Saat membuka halaman satu bagian pertama sampai ke dua belas, tentu saya sudah membacanya di Facebook. Tetapi saya tetap membacanya dari awal agar tetap fresh dalam ingatan saya mengingat cerita bersambung di Facebook dibagikan setiap seminggu sekali. Bagi saya (dan sebelumnya saya sudah menebak-nebak dari novel sebelumnya), Novel Dua Barista tentu juga sangat readable mengalir dan menghanyutkan yang membuat pembacanya banyak memberi testimoni termehek-mehek atau susah move on setelah membaca Dua Barista. Apalagi bumbu yang diberikan dalam novel ini adalah poligami yang diberikan penyedap tambahan tentang cinta lama belum usai antara Juan dan Mazarina, gosip-gosip yang menyerebak dari Yu Sari dan kawanannya, adab santri dan sikap kemening yang menjadi penilaian subjektif di lingkungan pesantren antara Ning Mazarina dan Mbak Maysaroh, serta rayuan-rayuan ala nahwu shorof dari Gus Ahvash yang membuat pembaca tidak sadar sudah terbawa hanyut untuk terus dan terus-menerus membaca hingga ke akhir cerita.

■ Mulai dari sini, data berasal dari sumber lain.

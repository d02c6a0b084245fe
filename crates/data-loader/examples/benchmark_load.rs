use data_loader::DataIndex;
use std::path::Path;
use std::time::Instant;

fn main() -> data_loader::Result<()> {
    let root = Path::new("data/raw");

    println!("Loading MovieLens ml-latest-small dataset...\n");

    let start = Instant::now();
    let index = DataIndex::load_dataset(root, "ml-latest-small")?;
    let elapsed = start.elapsed();

    let (users, movies, ratings) = index.counts();

    println!("\n=== Load Complete ===");
    println!("Time taken: {:?}", elapsed);
    println!("Users: {}", users);
    println!("Movies: {}", movies);
    println!("Ratings: {}", ratings);
    println!("Tags: {}", index.tags().len());
    println!("\nPerformance: {:.0} ratings/second",
             ratings as f64 / elapsed.as_secs_f64());
    Ok(())
}
//! Benchmarks for clustering and rule mining
//!
//! Run with: cargo bench --package sources
//!
//! Uses a synthetic store so the numbers don't depend on a downloaded dataset.

use criterion::{Criterion, black_box, criterion_group, criterion_main};
use data_loader::{DataIndex, Genre, Movie, Rating};
use pipeline::FeatureBuilder;
use sources::{ClusterConfig, NeighborhoodFinder, RuleMiner};

const MOVIES: u32 = 500;
const USERS: u32 = 200;

fn synthetic_index() -> DataIndex {
    let mut index = DataIndex::new();
    let vocabulary = Genre::VOCABULARY;

    for id in 1..=MOVIES {
        let first = vocabulary[id as usize % vocabulary.len()];
        let second = vocabulary[(id as usize * 7) % vocabulary.len()];
        index.insert_movie(Movie {
            id,
            title: format!("Synthetic {} (2000)", id),
            genres: vec![first, second],
        });
    }

    for user_id in 1..=USERS {
        for step in 0..25 {
            let movie_id = (user_id * 13 + step * 17) % MOVIES + 1;
            let half_stars = (user_id + movie_id) % 10 + 1;
            index.insert_rating(Rating {
                user_id,
                movie_id,
                rating: half_stars as f32 / 2.0,
                timestamp: 0,
            });
        }
    }

    index
}

fn bench_movie_cluster(c: &mut Criterion) {
    let index = synthetic_index();
    let finder = NeighborhoodFinder::new(ClusterConfig::default());

    c.bench_function("movie_cluster", |b| {
        b.iter(|| {
            let cluster = finder.movie_cluster(&index, black_box(1), black_box(8));
            black_box(cluster)
        })
    });
}

fn bench_user_cluster(c: &mut Criterion) {
    let index = synthetic_index();
    let finder = NeighborhoodFinder::new(ClusterConfig::default());
    let movie_id = index.user_ratings(1).next().map(|r| r.movie_id).unwrap_or(1);

    c.bench_function("user_cluster", |b| {
        b.iter(|| {
            let cluster = finder.user_cluster(&index, black_box(1), movie_id, 8, 8);
            black_box(cluster)
        })
    });
}

fn bench_mined_rules(c: &mut Criterion) {
    let index = synthetic_index();
    let miner = RuleMiner::new();

    c.bench_function("mined_rules", |b| {
        b.iter(|| {
            let rules = miner.mined_rules(&FeatureBuilder::new(&index), black_box(1));
            black_box(rules)
        })
    });
}

criterion_group!(
    benches,
    bench_movie_cluster,
    bench_user_cluster,
    bench_mined_rules
);
criterion_main!(benches);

Dan yang membuat saya sedikit kaget adalah ada pula kisah kasih tak sampai antara Asih dan Kang Badrun yang turut disisipkan oleh Penulis. Sehingga penokohan dalam novel ini terlihat sangat ramai, namun tokoh utamanya tetaplah Gus Ahvash, Ning Mazarina, Mbak Maysaroh, dan Kang Badrun.
Mengapa Kang Badrun menjadi tokoh utama? Karena bagi saya, selain ingin memberikan perspektif monogami lebih baik daripada berpoligami, Penulis juga ingin menceritakan adab santri yang kian lama kian tergerus zaman atau bahkan tersembunyi bak mutiara melalui tokoh Mbak Mey dan Kang Badrun. Dalam novel ini, tindak tanduk santri beserta kesopanan dalam kesehariannya sangat diceritakan detail oleh Penulis yang memang hidup dalam lingkungan pesantren.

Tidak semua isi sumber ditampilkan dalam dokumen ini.